== PROVIDED MATERIAL ==
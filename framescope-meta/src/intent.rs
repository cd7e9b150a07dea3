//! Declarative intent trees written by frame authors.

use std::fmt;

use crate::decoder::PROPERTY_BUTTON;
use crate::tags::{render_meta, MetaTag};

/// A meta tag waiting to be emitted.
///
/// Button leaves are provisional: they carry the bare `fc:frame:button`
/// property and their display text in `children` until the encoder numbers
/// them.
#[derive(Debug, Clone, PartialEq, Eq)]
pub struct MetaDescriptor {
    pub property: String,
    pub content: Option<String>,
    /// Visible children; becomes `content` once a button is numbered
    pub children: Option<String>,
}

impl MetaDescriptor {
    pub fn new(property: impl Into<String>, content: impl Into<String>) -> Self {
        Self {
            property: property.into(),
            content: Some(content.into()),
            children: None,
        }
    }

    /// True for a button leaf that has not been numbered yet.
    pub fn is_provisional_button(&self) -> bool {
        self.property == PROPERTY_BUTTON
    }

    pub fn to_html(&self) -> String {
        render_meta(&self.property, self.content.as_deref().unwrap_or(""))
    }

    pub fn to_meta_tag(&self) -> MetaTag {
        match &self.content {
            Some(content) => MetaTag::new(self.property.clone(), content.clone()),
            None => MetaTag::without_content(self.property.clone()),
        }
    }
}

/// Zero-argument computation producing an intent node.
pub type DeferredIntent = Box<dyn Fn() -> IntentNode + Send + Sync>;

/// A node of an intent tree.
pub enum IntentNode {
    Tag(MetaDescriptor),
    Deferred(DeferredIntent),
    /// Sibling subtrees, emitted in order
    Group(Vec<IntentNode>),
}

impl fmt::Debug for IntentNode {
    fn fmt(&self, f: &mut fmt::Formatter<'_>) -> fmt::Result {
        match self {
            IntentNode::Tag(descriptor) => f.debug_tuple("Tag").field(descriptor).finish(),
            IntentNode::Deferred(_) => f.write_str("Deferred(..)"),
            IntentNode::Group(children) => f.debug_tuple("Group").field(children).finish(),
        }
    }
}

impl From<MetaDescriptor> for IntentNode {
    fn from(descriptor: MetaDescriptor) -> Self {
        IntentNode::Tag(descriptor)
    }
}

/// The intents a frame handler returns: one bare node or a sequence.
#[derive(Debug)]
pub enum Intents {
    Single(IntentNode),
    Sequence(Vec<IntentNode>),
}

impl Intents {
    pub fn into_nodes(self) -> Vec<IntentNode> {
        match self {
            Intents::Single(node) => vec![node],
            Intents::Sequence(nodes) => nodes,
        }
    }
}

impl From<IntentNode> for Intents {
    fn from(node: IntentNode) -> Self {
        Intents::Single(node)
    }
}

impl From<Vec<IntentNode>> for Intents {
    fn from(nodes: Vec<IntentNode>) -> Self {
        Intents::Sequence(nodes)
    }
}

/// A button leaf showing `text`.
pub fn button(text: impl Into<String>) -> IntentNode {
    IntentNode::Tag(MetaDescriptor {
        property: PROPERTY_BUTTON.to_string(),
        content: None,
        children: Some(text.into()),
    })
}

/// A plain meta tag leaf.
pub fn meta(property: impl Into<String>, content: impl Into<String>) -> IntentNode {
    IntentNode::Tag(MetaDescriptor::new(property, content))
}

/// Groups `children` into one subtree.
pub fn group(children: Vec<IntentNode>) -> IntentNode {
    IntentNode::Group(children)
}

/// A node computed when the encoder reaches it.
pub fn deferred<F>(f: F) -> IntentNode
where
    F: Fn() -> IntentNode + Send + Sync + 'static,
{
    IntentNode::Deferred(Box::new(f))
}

== INSTRUCTIONS TO FOLLOW ==
The answer must be the lines from the one containing "meta tag leaf." through the last line of the records, copied exactly, with nothing else.

== RESPONSE AREA ==
/// A plain meta tag leaf.
pub fn meta(property: impl Into<String>, content: impl Into<String>) -> IntentNode {
    IntentNode::Tag(MetaDescriptor::new(property, content))
}

/// Groups `children` into one subtree.
pub fn group(children: Vec<IntentNode>) -> IntentNode {
    IntentNode::Group(children)
}

/// A node computed when the encoder reaches it.
pub fn deferred<F>(f: F) -> IntentNode
where
    F: Fn() -> IntentNode + Send + Sync + 'static,
{
    IntentNode::Deferred(Box::new(f))
}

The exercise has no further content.